User login
The proper duration of antibiotic therapy for various infections is a matter of long-standing consternation. For decades, the standard antibiotic course for most acute bacterial infections has been 7 to 14 days, based largely on the fact that the week has 7 days in it.1 The reason the week has 7 days in it dates back to an edict issued by Constantine the Great in 321 AD.1 To underscore the absurdity of basing 21st century antibiotic course durations on an ancient Roman Emperor’s decree, I refer to such durations as “Constantine Units.” One Constantine Unit is a 7-day course of antibiotics, and 2 Constantine Units is a 14-day course.

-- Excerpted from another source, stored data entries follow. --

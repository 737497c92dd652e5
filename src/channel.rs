//! 메서드 채널
//!
//! 호스트 UI 레이어에서 오는 `(채널, 메서드, 인자)` 호출을 등록된 핸들러로 라우팅합니다.
//! 인자는 JSON 값이며, 응답은 성공 값 / 에러 / 미구현 중 하나입니다.

use serde::{Deserialize, Serialize};
use serde_json::Value;
use std::collections::HashMap;
use std::sync::Arc;

use crate::error::{CommandError, CommandResult};

/// 채널로 들어온 메서드 호출
#[derive(Debug, Clone, PartialEq, Deserialize)]
pub struct MethodCall {
    pub method: String,
    #[serde(default)]
    pub arguments: Value,
}

impl MethodCall {
    pub fn new(method: impl Into<String>, arguments: Value) -> Self {
        Self {
            method: method.into(),
            arguments,
        }
    }

    /// 문자열 인자 조회. 인자가 객체가 아니거나, 키가 없거나, 문자열이 아니면 None.
    pub fn str_arg(&self, name: &str) -> Option<&str> {
        self.arguments.as_object()?.get(name)?.as_str()
    }
}

/// 메서드 호출 결과
#[derive(Debug, Clone, PartialEq, Serialize)]
#[serde(tag = "status", content = "payload", rename_all = "camelCase")]
pub enum MethodResponse {
    Success(Value),
    Error(CommandError),
    NotImplemented,
}

impl MethodResponse {
    pub fn success(value: impl Into<Value>) -> Self {
        MethodResponse::Success(value.into())
    }

    /// 인자 누락/타입 불일치 시 응답 (에러가 아닌 null)
    pub fn null() -> Self {
        MethodResponse::Success(Value::Null)
    }

    pub fn is_not_implemented(&self) -> bool {
        matches!(self, MethodResponse::NotImplemented)
    }

    /// 호스트 명령 결과로 변환. 미구현은 `NOT_IMPLEMENTED` 에러가 됩니다.
    pub fn into_command_result(self, channel: &str, method: &str) -> CommandResult<Value> {
        match self {
            MethodResponse::Success(value) => Ok(value),
            MethodResponse::Error(err) => Err(err),
            MethodResponse::NotImplemented => Err(CommandError::new(
                "NOT_IMPLEMENTED",
                format!("Method {} is not implemented on channel {}", method, channel),
            )),
        }
    }
}

/// 채널 하나를 담당하는 플러그인 핸들러
pub trait MethodCallHandler: Send + Sync {
    fn handle(&self, call: &MethodCall) -> MethodResponse;
}

/// 채널 이름 → 핸들러
#[derive(Default, Clone)]
pub struct ChannelRegistry {
    handlers: HashMap<String, Arc<dyn MethodCallHandler>>,
}

impl ChannelRegistry {
    pub fn new() -> Self {
        Self::default()
    }

    /// 핸들러 등록. 같은 이름이 있으면 교체합니다.
    pub fn register(&mut self, channel: impl Into<String>, handler: Arc<dyn MethodCallHandler>) {
        let channel = channel.into();
        tracing::debug!(channel = %channel, "method channel registered");
        self.handlers.insert(channel, handler);
    }

    pub fn channels(&self) -> Vec<&str> {
        let mut names: Vec<&str> = self.handlers.keys().map(String::as_str).collect();
        names.sort_unstable();
        names
    }

    /// 현재 스레드에서 바로 처리
    pub fn dispatch(&self, channel: &str, call: &MethodCall) -> MethodResponse {
        match self.handlers.get(channel) {
            Some(handler) => handler.handle(call),
            None => Self::missing_channel(channel),
        }
    }

    /// blocking 스레드풀에서 처리
    ///
    /// 키체인 호출은 OS 프롬프트 등으로 블로킹될 수 있어 async 런타임 스레드를 피합니다.
    pub async fn invoke(&self, channel: &str, call: MethodCall) -> MethodResponse {
        let Some(handler) = self.handlers.get(channel).cloned() else {
            return Self::missing_channel(channel);
        };

        let method = call.method.clone();
        match tokio::task::spawn_blocking(move || handler.handle(&call)).await {
            Ok(response) => response,
            Err(e) => {
                tracing::error!(channel, method = %method, error = %e, "method handler failed");
                MethodResponse::Error(CommandError::new(
                    "HANDLER_FAILED",
                    format!("Handler for {}.{} failed: {}", channel, method, e),
                ))
            }
        }
    }

    fn missing_channel(channel: &str) -> MethodResponse {
        tracing::warn!(channel, "no handler registered for channel");
        MethodResponse::Error(CommandError::new(
            "CHANNEL_NOT_FOUND",
            format!("No handler registered for channel {}", channel),
        ))
    }
}

#[cfg(test)]
mod tests {
    use super::*;
    use serde_json::json;

    struct Echo;

    impl MethodCallHandler for Echo {
        fn handle(&self, call: &MethodCall) -> MethodResponse {
            match call.method.as_str() {
                "echo" => match call.str_arg("text") {
                    Some(text) => MethodResponse::success(text),
                    None => MethodResponse::null(),
                },
                "boom" => panic!("handler exploded"),
                _ => MethodResponse::NotImplemented,
            }
        }
    }

    fn registry() -> ChannelRegistry {
        let mut registry = ChannelRegistry::new();
        registry.register("test.echo", Arc::new(Echo));
        registry
    }

    #[test]
    fn test_str_arg() {
        let call = MethodCall::new("echo", json!({ "text": "hi", "n": 1 }));
        assert_eq!(call.str_arg("text"), Some("hi"));
        assert_eq!(call.str_arg("n"), None);
        assert_eq!(call.str_arg("missing"), None);

        let call = MethodCall::new("echo", json!(["text"]));
        assert_eq!(call.str_arg("text"), None);
    }

    #[test]
    fn test_call_deserializes_without_arguments() {
        let call: MethodCall = serde_json::from_value(json!({ "method": "echo" })).unwrap();
        assert_eq!(call.arguments, Value::Null);
    }

    #[test]
    fn test_dispatch() {
        let registry = registry();
        assert_eq!(
            registry.dispatch("test.echo", &MethodCall::new("echo", json!({ "text": "hi" }))),
            MethodResponse::success("hi")
        );
        assert!(registry
            .dispatch("test.echo", &MethodCall::new("nope", Value::Null))
            .is_not_implemented());
        assert!(matches!(
            registry.dispatch("other", &MethodCall::new("echo", Value::Null)),
            MethodResponse::Error(CommandError { ref code, .. }) if code == "CHANNEL_NOT_FOUND"
        ));
    }

    #[test]
    fn test_response_serialization() {
        assert_eq!(
            serde_json::to_value(MethodResponse::success(true)).unwrap(),
            json!({ "status": "success", "payload": true })
        );
        assert_eq!(
            serde_json::to_value(MethodResponse::NotImplemented).unwrap(),
            json!({ "status": "notImplemented" })
        );
    }

    #[tokio::test]
    async fn test_invoke_survives_panicking_handler() {
        let registry = registry();
        let response = registry
            .invoke("test.echo", MethodCall::new("boom", Value::Null))
            .await;
        assert!(matches!(
            response,
            MethodResponse::Error(CommandError { ref code, .. }) if code == "HANDLER_FAILED"
        ));

        let response = registry
            .invoke("test.echo", MethodCall::new("echo", json!({ "text": "ok" })))
            .await;
        assert_eq!(response, MethodResponse::success("ok"));
    }

    #[test]
    fn test_into_command_result() {
        assert_eq!(
            MethodResponse::success(true).into_command_result("test.echo", "echo"),
            Ok(Value::Bool(true))
        );
        let err = MethodResponse::NotImplemented
            .into_command_result("test.echo", "nope")
            .unwrap_err();
        assert_eq!(err.code, "NOT_IMPLEMENTED");
        assert_eq!(err.message, "Method nope is not implemented on channel test.echo");
    }

    #[test]
    fn test_channels_sorted() {
        let mut registry = registry();
        registry.register("a.first", Arc::new(Echo));
        assert_eq!(registry.channels(), vec!["a.first", "test.echo"]);
    }
}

Based on such a plethora of data, a year ago, I suggested that physicians replace the dogma of Constantine-Unit-based durations of therapy with a new mantra, “shorter is better.”1 A year later, that mantra is no longer new. It is maturing, but it is not yet sufficiently widespread among providers. As a result, providers continue to prescribe unnecessarily long durations of antibiotic therapy, which wastes antibiotics, results in increased selective pressure driving antibiotic resistance, and continues to erode the miraculous efficacy of these drugs.
Royer et al.4 have now added to the overwhelming evidence in favor of short-course antibiotic therapy with a new meta-analysis comparing shorter courses with longer courses of therapy for acute bacterial infections, specifically for hospitalized patients. They studied clinical trials comparing shorter versus longer courses of therapy for hospital inpatients with pneumonia, complicated urinary tract infections, intraabdominal infections, or nosocomial infections of unknown origin. Across 13 clinical trials that included efficacy data, cumulatively, the investigators found no difference in clinical cure, microbiological cure, mortality, or infection relapses between short courses and longer courses of therapy. As mentioned, this result is concordant with an extensive body of literature on this topic (Table).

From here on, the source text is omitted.